Task statement: Search the material below for the word "Ceil" and copy every line in which it occurs.

Data listing section start

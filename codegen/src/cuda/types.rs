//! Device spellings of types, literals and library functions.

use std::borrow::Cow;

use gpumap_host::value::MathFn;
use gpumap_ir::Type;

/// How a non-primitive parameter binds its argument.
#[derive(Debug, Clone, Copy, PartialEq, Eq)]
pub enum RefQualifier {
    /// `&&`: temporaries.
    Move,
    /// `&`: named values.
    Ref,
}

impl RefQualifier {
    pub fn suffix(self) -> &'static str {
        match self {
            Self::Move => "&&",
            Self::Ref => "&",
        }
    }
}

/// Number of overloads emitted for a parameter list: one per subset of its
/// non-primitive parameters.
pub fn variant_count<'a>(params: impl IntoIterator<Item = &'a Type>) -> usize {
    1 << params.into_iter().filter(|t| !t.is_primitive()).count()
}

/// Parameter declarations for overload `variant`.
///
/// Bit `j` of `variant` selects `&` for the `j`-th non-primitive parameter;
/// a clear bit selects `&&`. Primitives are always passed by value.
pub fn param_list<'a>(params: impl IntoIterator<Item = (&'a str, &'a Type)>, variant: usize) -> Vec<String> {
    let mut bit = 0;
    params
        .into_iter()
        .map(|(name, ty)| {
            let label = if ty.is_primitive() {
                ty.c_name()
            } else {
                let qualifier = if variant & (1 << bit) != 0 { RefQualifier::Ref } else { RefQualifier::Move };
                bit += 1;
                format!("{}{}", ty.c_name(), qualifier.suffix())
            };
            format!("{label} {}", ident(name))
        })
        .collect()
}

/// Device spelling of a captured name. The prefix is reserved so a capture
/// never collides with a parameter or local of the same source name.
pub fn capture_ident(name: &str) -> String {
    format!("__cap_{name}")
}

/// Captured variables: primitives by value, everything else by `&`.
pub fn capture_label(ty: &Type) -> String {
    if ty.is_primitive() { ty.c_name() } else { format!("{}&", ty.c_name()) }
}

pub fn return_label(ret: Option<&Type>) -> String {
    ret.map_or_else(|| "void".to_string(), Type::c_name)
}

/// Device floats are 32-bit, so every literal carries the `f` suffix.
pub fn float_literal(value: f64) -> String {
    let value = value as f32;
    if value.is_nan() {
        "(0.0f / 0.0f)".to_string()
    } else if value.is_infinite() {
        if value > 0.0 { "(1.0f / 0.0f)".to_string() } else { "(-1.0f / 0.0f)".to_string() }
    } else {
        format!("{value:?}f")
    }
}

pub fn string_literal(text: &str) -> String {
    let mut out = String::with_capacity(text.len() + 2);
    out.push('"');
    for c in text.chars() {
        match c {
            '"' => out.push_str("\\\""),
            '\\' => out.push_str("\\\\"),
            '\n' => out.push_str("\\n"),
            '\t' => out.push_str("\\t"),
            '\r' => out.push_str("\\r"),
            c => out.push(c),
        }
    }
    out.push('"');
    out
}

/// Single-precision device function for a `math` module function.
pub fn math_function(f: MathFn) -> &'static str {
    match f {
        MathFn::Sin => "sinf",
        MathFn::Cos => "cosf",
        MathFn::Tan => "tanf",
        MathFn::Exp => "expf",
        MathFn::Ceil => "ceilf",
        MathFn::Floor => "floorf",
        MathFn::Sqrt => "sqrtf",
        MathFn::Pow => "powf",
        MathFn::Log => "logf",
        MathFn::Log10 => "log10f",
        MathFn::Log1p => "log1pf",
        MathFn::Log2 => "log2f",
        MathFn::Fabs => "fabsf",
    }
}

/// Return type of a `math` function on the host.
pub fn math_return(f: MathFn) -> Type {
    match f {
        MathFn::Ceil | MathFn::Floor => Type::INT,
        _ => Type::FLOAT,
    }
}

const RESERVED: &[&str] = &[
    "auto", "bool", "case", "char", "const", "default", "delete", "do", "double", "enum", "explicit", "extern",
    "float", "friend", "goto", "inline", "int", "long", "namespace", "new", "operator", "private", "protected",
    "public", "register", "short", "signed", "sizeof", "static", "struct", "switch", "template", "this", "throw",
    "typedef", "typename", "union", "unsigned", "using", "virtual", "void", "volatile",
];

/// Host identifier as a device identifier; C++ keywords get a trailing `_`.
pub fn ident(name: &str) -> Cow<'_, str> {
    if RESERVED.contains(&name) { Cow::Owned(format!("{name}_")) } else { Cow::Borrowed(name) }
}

Data listing section end

Written solution:
        MathFn::Ceil => "ceilf",
        MathFn::Ceil | MathFn::Floor => Type::INT,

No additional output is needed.